> **Dataset entries**:
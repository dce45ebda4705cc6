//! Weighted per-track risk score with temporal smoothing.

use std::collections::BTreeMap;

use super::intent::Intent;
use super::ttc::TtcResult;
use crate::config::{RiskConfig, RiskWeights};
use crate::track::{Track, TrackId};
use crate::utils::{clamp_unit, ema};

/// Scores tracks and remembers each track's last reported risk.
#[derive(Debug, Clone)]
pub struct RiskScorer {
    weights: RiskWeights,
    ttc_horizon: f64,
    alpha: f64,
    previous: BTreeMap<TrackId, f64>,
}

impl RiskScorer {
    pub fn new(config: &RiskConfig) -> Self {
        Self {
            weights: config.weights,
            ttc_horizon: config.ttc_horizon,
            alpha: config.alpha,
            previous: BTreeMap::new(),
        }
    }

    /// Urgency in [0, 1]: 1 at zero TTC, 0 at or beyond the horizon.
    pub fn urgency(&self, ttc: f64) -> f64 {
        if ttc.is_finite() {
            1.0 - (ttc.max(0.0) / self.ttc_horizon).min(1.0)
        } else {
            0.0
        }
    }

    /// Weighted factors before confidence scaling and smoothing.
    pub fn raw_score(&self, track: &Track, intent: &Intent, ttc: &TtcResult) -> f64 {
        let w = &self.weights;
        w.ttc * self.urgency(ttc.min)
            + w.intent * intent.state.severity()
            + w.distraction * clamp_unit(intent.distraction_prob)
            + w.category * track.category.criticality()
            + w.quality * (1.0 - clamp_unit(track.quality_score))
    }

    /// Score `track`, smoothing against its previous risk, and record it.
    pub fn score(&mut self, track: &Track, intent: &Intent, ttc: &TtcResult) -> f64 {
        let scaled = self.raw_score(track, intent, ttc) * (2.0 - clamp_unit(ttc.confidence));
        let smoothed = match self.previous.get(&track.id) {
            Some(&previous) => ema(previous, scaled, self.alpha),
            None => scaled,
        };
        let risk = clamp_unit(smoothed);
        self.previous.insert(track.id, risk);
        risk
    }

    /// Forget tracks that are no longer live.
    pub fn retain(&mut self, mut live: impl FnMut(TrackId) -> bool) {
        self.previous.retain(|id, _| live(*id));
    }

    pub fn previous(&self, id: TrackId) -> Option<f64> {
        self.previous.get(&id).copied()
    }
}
---
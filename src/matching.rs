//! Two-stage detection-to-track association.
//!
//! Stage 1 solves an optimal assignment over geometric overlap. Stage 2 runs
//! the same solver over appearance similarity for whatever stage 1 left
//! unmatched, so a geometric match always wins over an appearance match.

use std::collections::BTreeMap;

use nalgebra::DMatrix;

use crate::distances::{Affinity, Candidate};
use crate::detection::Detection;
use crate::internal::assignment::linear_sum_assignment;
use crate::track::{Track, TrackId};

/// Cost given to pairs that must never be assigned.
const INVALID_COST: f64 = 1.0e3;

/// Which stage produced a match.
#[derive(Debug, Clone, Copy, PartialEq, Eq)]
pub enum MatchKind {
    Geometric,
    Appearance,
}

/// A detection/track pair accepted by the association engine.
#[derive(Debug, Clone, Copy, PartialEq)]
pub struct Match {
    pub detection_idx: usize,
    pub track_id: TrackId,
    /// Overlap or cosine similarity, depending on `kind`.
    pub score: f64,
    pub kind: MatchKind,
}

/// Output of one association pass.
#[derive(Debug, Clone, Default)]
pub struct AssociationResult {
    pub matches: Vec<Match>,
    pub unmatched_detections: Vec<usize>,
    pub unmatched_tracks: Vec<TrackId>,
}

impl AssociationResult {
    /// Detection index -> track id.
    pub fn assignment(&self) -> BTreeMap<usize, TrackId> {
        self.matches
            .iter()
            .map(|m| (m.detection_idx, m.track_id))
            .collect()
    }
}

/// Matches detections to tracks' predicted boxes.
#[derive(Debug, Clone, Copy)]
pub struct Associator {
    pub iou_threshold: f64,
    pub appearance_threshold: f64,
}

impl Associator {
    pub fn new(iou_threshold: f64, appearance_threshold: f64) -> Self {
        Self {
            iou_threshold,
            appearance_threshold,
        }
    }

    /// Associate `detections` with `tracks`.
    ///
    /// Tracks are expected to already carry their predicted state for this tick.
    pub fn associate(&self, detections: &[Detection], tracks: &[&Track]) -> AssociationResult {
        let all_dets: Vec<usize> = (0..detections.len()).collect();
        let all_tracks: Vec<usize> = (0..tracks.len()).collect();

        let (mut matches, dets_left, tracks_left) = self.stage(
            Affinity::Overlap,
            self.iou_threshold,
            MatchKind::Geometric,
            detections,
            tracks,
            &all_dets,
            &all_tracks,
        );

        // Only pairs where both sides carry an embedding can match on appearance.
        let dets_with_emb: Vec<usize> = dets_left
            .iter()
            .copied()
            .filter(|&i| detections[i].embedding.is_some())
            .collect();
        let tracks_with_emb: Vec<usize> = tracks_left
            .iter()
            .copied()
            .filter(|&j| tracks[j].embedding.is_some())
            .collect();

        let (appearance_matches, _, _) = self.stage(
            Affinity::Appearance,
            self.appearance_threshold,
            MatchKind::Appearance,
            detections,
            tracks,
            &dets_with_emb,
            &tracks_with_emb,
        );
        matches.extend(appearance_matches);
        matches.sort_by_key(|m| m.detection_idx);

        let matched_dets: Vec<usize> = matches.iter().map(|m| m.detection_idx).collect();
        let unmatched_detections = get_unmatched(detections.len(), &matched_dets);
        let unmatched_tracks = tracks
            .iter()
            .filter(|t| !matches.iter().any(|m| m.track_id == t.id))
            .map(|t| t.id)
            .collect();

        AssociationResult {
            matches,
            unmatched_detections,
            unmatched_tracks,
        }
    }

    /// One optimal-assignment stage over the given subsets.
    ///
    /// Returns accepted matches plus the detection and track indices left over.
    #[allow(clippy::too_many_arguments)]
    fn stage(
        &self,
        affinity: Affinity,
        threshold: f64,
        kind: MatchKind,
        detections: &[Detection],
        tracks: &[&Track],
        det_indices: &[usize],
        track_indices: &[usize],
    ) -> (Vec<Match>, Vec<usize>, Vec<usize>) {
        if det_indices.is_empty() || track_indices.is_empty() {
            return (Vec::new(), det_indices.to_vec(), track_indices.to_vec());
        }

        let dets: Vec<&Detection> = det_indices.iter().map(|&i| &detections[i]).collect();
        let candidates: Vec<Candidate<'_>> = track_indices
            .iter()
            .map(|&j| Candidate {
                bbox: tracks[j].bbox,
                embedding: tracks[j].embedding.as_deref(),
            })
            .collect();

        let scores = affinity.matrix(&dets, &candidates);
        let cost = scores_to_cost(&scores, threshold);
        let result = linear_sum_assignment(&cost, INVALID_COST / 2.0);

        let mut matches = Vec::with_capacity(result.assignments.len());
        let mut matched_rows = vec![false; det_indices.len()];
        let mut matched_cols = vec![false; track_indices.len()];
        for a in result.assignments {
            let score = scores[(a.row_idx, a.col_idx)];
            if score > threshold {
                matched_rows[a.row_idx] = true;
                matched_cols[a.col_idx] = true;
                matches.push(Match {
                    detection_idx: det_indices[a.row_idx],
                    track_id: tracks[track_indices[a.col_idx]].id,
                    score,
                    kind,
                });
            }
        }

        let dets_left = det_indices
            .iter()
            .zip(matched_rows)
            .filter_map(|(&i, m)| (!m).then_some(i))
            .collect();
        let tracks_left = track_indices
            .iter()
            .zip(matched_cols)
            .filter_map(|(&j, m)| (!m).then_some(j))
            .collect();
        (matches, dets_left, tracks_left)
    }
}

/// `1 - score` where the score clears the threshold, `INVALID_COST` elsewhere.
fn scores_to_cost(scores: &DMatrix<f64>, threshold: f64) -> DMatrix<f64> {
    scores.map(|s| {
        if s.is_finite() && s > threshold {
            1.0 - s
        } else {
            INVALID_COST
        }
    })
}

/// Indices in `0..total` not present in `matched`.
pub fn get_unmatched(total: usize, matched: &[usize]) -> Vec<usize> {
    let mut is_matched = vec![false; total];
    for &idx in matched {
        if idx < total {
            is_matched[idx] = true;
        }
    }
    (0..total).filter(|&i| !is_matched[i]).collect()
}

> **INSTRUCTIONS TO FOLLOW**: Across the records, count the lines that contain the word "PartialEq" and give that figure alone.

> **EXPECTED ANSWER**: 2